Task item
Search the entries below. Return every line that has "impl" in it.

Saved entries
Segment Open

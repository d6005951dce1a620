//! In-memory editing state for one vehicle's report.

use chrono::NaiveDate;

use super::{index_fields, ReportError, ReportResult, REGISTRATION_KEY, REPORT_NUMBER_KEY};
use crate::models::{Editor, Layout, Report, ReportData, ReportIndex, ReportValue, VehicleId};
use crate::numbering::{derive_live, grade_digit_for, BranchCode};
use crate::render::{on_field_blur, on_field_edit, project, Projection};
use crate::sync::LiveUpdate;

/// A report being edited against one layout.
///
/// Every edit reruns the live number derivation so the provisional number
/// follows the condition grade and the date.
#[derive(Debug, Clone)]
pub struct ReportSession {
    vehicle_id: VehicleId,
    layout: Layout,
    data: ReportData,
    branch: BranchCode,
    today: NaiveDate,
    grade_field_id: String,
    report_number: String,
}

impl ReportSession {
    /// Start a new, empty report for a vehicle.
    pub fn new(
        vehicle_id: VehicleId,
        layout: Layout,
        branch: BranchCode,
        today: NaiveDate,
        grade_field_id: &str,
    ) -> Self {
        let mut data = ReportData::new();
        data.insert(
            REGISTRATION_KEY.to_string(),
            ReportValue::Text(vehicle_id.to_string()),
        );
        let mut session = Self {
            vehicle_id,
            layout,
            data,
            branch,
            today,
            grade_field_id: grade_field_id.to_string(),
            report_number: String::new(),
        };
        session.refresh_number();
        session
    }

    /// Continue editing a stored report.
    pub fn resume(
        layout: Layout,
        report: &Report,
        branch: BranchCode,
        today: NaiveDate,
        grade_field_id: &str,
    ) -> ReportResult<Self> {
        let vehicle_id = VehicleId::normalize(&report.vehicle_id)
            .ok_or_else(|| ReportError::InvalidVehicle(report.vehicle_id.clone()))?;
        let mut session = Self {
            vehicle_id,
            layout,
            data: report.report_data.clone(),
            branch,
            today,
            grade_field_id: grade_field_id.to_string(),
            report_number: report.report_number.clone(),
        };
        session.refresh_number();
        Ok(session)
    }

    pub fn vehicle_id(&self) -> &VehicleId {
        &self.vehicle_id
    }

    pub fn layout(&self) -> &Layout {
        &self.layout
    }

    pub fn data(&self) -> &ReportData {
        &self.data
    }

    pub fn today(&self) -> NaiveDate {
        self.today
    }

    pub fn report_number(&self) -> &str {
        &self.report_number
    }

    /// Selected condition grade, if not blank.
    pub fn grade(&self) -> Option<String> {
        let field = self.layout.grade_field(&self.grade_field_id)?;
        self.data
            .get(&field.field_id)
            .and_then(ReportValue::as_text)
            .map(str::trim)
            .filter(|g| !g.is_empty())
            .map(str::to_string)
    }

    fn grade_digit(&self) -> Option<char> {
        self.grade()
            .map(|grade| grade_digit_for(&self.layout, &self.grade_field_id, &grade))
    }

    fn refresh_number(&mut self) {
        self.report_number = derive_live(
            &self.report_number,
            &self.branch,
            self.today,
            self.grade_digit(),
        );
        if !self.report_number.is_empty() {
            self.data.insert(
                REPORT_NUMBER_KEY.to_string(),
                ReportValue::Text(self.report_number.clone()),
            );
        }
    }

    /// Apply an edit, run auto-fill, and re-derive the number.
    pub fn edit(&mut self, field_id: &str, value: impl Into<ReportValue>) {
        self.data = on_field_edit(&self.layout, &self.data, field_id, value.into());
        self.refresh_number();
    }

    /// Normalize a field's value on blur. Returns the value now shown.
    pub fn blur(&mut self, field_id: &str) -> String {
        let current = match self.data.get(field_id) {
            Some(ReportValue::Text(text)) => text.clone(),
            _ => return String::new(),
        };
        let normalized = on_field_blur(&self.layout, field_id, &current);
        if normalized != current {
            self.edit(field_id, normalized.clone());
        }
        normalized
    }

    /// Move the session to another day (date rollover).
    pub fn set_today(&mut self, today: NaiveDate) {
        self.today = today;
        self.refresh_number();
    }

    pub fn projection(&self) -> Projection {
        project(&self.layout, &self.data)
    }

    pub fn index(&self) -> ReportIndex {
        index_fields(&self.layout, &self.data, &self.report_number)
    }

    /// Snapshot for the debounced index sync.
    pub fn live_update(&self, editor: Editor) -> LiveUpdate {
        LiveUpdate {
            vehicle_id: self.vehicle_id.clone(),
            branch: self.branch.to_string(),
            editor,
            index: self.index(),
            data: self.data.clone(),
        }
    }

    /// Adopt the result of a save.
    pub fn apply_saved(&mut self, report: &Report) {
        self.data = report.report_data.clone();
        self.report_number = report.report_number.clone();
    }
}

Segment Closed

Exercise output
impl ReportSession {
    pub fn edit(&mut self, field_id: &str, value: impl Into<ReportValue>) {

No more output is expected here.